Peri (warning, now I'm going to go into the lengthy spiel I was trying to avoid!), the occasion on the previous Saturday was a milonga (social dance) that the two host. They do make a point to dance with many of the people who come. The thing is, I'm one of these people who I think they don't feel any urgency toward, precisely because I'm friends and also give them so much help and I'm more an inner-circle person who understands their struggles (with the gallery, with getting more students in their dance classes and more attendees at their milongas). It's ironic, but that's it, I'm sure. Sometimes I end up dancing a lot with other people, sometimes I dance early on with Paul, this past time I hardly danced and he did not approach me the whole night. I had volunteered to work the door (collecting admission) later on and around 11:30 the female dance instructor came over and wanted to dance with me, but by then I was feeling upset, actually crying a bit, and I decided to go home (dance shuts down at one am, so leaving early is highly noticeable in a small space, with only about thirty people). I had to walk across the room to get my bag and leave just as the song stopped. I'm sure they were talking about it later. But I have had issues around social anxiety and being overlooked in general that I've been very open with them about for months and months.

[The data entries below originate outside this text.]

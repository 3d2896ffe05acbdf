//! Viewer configuration.
//!
//! Window and camera settings that can be overridden from a JSON file.
//! Every field has a default, so a partial file is fine:
//!
//! ```json
//! { "title": "Andromeda", "width": 1600, "height": 900, "max_pixel_ratio": 1.0 }
//! ```
//!
//! Galaxy parameters are not part of the configuration; they always start
//! from [`GalaxyParams::default`](crate::params::GalaxyParams::default).

use std::fs;
use std::path::Path;

use serde::{Deserialize, Serialize};

use crate::color::Color;
use crate::error::ConfigError;
use crate::viewport::DEFAULT_MAX_PIXEL_RATIO;

/// Environment variable naming a config file when no argument is given.
pub const CONFIG_ENV: &str = "GALAXY_CONFIG";

/// Window and camera settings.
#[derive(Clone, Debug, Serialize, Deserialize, PartialEq)]
#[serde(default)]
pub struct ViewerConfig {
    pub title: String,
    /// Initial logical window width.
    pub width: f64,
    /// Initial logical window height.
    pub height: f64,
    /// Vertical field of view in degrees.
    pub fov: f32,
    pub camera_position: [f32; 3],
    pub damping: f32,
    pub max_pixel_ratio: f64,
    /// Clear color, in any form the color parser accepts.
    pub background: String,
    pub show_panel: bool,
}

impl Default for ViewerConfig {
    fn default() -> Self {
        Self {
            title: "Galaxy".into(),
            width: 1280.0,
            height: 720.0,
            fov: 75.0,
            camera_position: [5.0, 5.0, 0.0],
            damping: 0.05,
            max_pixel_ratio: DEFAULT_MAX_PIXEL_RATIO,
            background: "#000000".into(),
            show_panel: true,
        }
    }
}

impl ViewerConfig {
    /// Load and validate a configuration from a JSON file.
    pub fn load(path: impl AsRef<Path>) -> Result<Self, ConfigError> {
        let json = fs::read_to_string(path)?;
        Self::from_json(&json)
    }

    /// Parse and validate a configuration from JSON text.
    pub fn from_json(json: &str) -> Result<Self, ConfigError> {
        let config: Self = serde_json::from_str(json)?;
        config.validate()?;
        Ok(config)
    }

    /// Resolve the configuration for the binary.
    ///
    /// The first command-line argument wins, then [`CONFIG_ENV`]; without
    /// either the defaults are used.
    pub fn from_args_or_env() -> Result<Self, ConfigError> {
        let path = std::env::args_os()
            .nth(1)
            .or_else(|| std::env::var_os(CONFIG_ENV));
        match path {
            Some(path) => Self::load(path),
            None => Ok(Self::default()),
        }
    }

    pub fn validate(&self) -> Result<(), ConfigError> {
        if !(self.width > 0.0 && self.height > 0.0) {
            return Err(ConfigError::Invalid(format!(
                "window size must be positive, got {}x{}",
                self.width, self.height
            )));
        }
        if !(self.fov > 0.0 && self.fov < 180.0) {
            return Err(ConfigError::Invalid(format!(
                "fov must be between 0 and 180 degrees, got {}",
                self.fov
            )));
        }
        if !(0.0..=1.0).contains(&self.damping) {
            return Err(ConfigError::Invalid(format!(
                "damping must be within 0..=1, got {}",
                self.damping
            )));
        }
        if !(self.max_pixel_ratio >= 1.0) {
            return Err(ConfigError::Invalid(format!(
                "max_pixel_ratio must be at least 1, got {}",
                self.max_pixel_ratio
            )));
        }
        self.background_color()?;
        Ok(())
    }

    pub fn background_color(&self) -> Result<Color, ConfigError> {
        self.background
            .parse()
            .map_err(|e| ConfigError::Invalid(format!("background: {}", e)))
    }

    pub fn camera_position(&self) -> glam::Vec3 {
        glam::Vec3::from_array(self.camera_position)
    }
}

Then a week later, this past Sunday, I went to practica (a big practice dance session), which was not hosted by my friends. He was there, I actually danced with a fair number of people and steeled myself to stay there until five (it runs till six). I wanted to not let my negative feelings rule me, and I was somewhat successful. I made it till five and then went over to a friend to say goodbye. She was talking to Paul, and they both looked at me like they figured something was wrong. He asked, "Did you dance?" I said I did. Now it is clear that he knows what triggers me. Yet he didn't ask me. Sometimes he asks, often times he doesn't. I have been very clear in the past that sometimes my feelings over an event are positive or negative hinging on whether or not he or his partner dance with me. It is that meaningful and especially now that I've been helping them out (research, writing contracts, taking a bunch of photos they use for their online PR, all sorts of things I won't list), I am feeling that if it's that obvious and I can't dependably have my needs met, this is not equitable.
My friend AL, his partner, is out of the country now so I will have a talk with her about this sometime after she returns. She is a lot more sensitive, and she does get it.

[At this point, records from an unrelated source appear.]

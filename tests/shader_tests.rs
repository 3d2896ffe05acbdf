//! Validation of the point shader with naga.
//!
//! Catches WGSL errors without a GPU, and checks that the uniform structs
//! declared in WGSL have the same sizes as their Rust counterparts.

use galaxy::shader::{
    CameraUniforms, MaterialUniforms, SHADER_SOURCE, UPSCALE_SHADER_SOURCE,
};
use naga::front::wgsl;
use naga::valid::{Capabilities, ValidationFlags, Validator};

fn parse_source(source: &str) -> naga::Module {
    match wgsl::parse_str(source) {
        Ok(module) => module,
        Err(err) => panic!("{}", err.emit_to_string(source)),
    }
}

fn parse() -> naga::Module {
    parse_source(SHADER_SOURCE)
}

#[test]
fn test_points_shader_validates() {
    let module = parse();
    let mut validator = Validator::new(ValidationFlags::all(), Capabilities::all());
    if let Err(err) = validator.validate(&module) {
        panic!("validation failed: {}", err);
    }
}

#[test]
fn test_entry_points_present() {
    let module = parse();
    let names: Vec<&str> = module.entry_points.iter().map(|e| e.name.as_str()).collect();
    assert!(names.contains(&"vs_main"));
    assert!(names.contains(&"fs_main"));
}

#[test]
fn test_uniform_layouts_match() {
    let module = parse();
    let mut validator = Validator::new(ValidationFlags::all(), Capabilities::all());
    validator.validate(&module).unwrap();

    let size_of = |name: &str| {
        module
            .types
            .iter()
            .find(|(_, ty)| ty.name.as_deref() == Some(name))
            .map(|(_, ty)| ty.inner.size(module.to_ctx()))
            .unwrap_or_else(|| panic!("struct {} not found", name))
    };

    assert_eq!(size_of("Camera") as usize, std::mem::size_of::<CameraUniforms>());
    assert_eq!(size_of("Material") as usize, std::mem::size_of::<MaterialUniforms>());
}

#[test]
fn test_upscale_shader_validates() {
    let module = parse_source(UPSCALE_SHADER_SOURCE);
    let mut validator = Validator::new(ValidationFlags::all(), Capabilities::all());
    if let Err(err) = validator.validate(&module) {
        panic!("validation failed: {}", err);
    }
    let names: Vec<&str> = module.entry_points.iter().map(|e| e.name.as_str()).collect();
    assert_eq!(names, ["vs_main", "fs_main"]);
}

They're not the only game in town, but I like the way they teach and I will have to see how I can work this out.
Mary, I have been thinking about your comments and advice all afternoon. It's truly like the light switched on. Paul is a good person but he's also extrarodinarily flawed. I'm sure that plays a lot of part in many of his current problems. He relies on feeding off of women (like his partner, who's always "lending" him money). He's a taker in a way. She, to a much lesser degree and with a lot of giving so that it balances out a lot more. But sometimes her timing is just off.